The plains in the Stirling Range region were the hunting grounds for small groups of Indigenous Australians for thousands of years before European settlement. At least two tribes frequented the area: the Qaaniyan people in the west, and the Koreng people in the east. The Stirling Range played an important role in their culture, appearing in a number of Dreamtime stories.

The first recorded sighting of the Stirling Range by a European explorer was by Matthew Flinders on 5 January 1802. While sailing along the south coast of Australia, just east of King George Sound, he noted at a distance of eight leagues inland a chain of rugged mountains, the easternmost of which he named Mount Rugged (now called Bluff Knoll).

An army garrison was established at King George Sound in 1826, and the following year the commanding officer, Major Edmund Lockyer, explored the land north of the Sound. On 11 February 1827, he observed mountains in the distance running east and west about 40 miles.

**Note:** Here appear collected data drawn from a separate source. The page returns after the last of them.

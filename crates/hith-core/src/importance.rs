//! Feature-importance ranking for the bar chart panel.

use crate::constants::IMPORTANCE_SUM_TOLERANCE;
use hith_fixture::FeatureScore;
use hith_types::Polarity;
use serde::Serialize;

/// One bar of the importance chart, highest score first.
#[derive(Clone, Debug, PartialEq, Serialize)]
pub struct RankedFeature {
    /// 1-based position after sorting.
    pub rank: usize,
    pub label: String,
    pub score: f64,
    pub impact: Polarity,
}

impl RankedFeature {
    /// Horizontal text bar scaled so that `max_score` spans `width` cells.
    pub fn bar(&self, max_score: f64, width: usize) -> String {
        if max_score <= 0.0 || self.score <= 0.0 {
            return String::new();
        }
        let cells = ((self.score / max_score) * width as f64).round() as usize;
        "█".repeat(cells.min(width))
    }
}

/// Sort by descending score (ties by label) and keep at most `top_n` entries.
///
/// Scores are used as given; a full set whose scores do not sum to about 1 is logged but
/// never rescaled.
pub fn rank_features(features: &[FeatureScore], top_n: Option<usize>) -> Vec<RankedFeature> {
    if features.is_empty() {
        return Vec::new();
    }

    let sum: f64 = features.iter().map(|f| f.score).sum();
    if (sum - 1.0).abs() > IMPORTANCE_SUM_TOLERANCE {
        tracing::warn!("feature importances sum to {sum:.3}, expected about 1.0");
    }

    let mut sorted: Vec<&FeatureScore> = features.iter().collect();
    sorted.sort_by(|a, b| {
        b.score
            .total_cmp(&a.score)
            .then_with(|| a.label.as_str().cmp(b.label.as_str()))
    });

    sorted
        .into_iter()
        .take(top_n.unwrap_or(usize::MAX))
        .enumerate()
        .map(|(i, f)| RankedFeature {
            rank: i + 1,
            label: f.label.to_string(),
            score: f.score,
            impact: f.impact,
        })
        .collect()
}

Alexander Collie explored to the north of the Sound in 1831. On 29 April, he described the Stirling Range and recorded names for the main peaks. The following year, Robert Dale led an expedition to the Range. On 24 January 1832, he made the first recorded ascent of a peak in the Stirling Range, scaling Toolbrunup. Late in 1835, Governor James Stirling and John Septimus Roe led an expedition from Albany to Perth. They first saw the Stirling Range on 3 November, and on travelling closer to them the following day, Roe gave them their name. Because Stirling personally led the Pinjarra massacre and later threatened the Noongar people with genocide, there are some calls to rename the Stirling Range.

Early exploitation of the Stirling Range included cutting of sandalwood and kangaroo hunting. The Range was never formally taken up for grazing, probably because of the many poison bushes in the area. However, squatters ran sheep to the south of the Range in the 1850s, and in the 1860s a selection was taken up at the base of Mount Trio.

The area that is now the Stirling Range National Park was temporarily reserved in April 1908, and formally gazetted as Western Australia's third national park in June 1913.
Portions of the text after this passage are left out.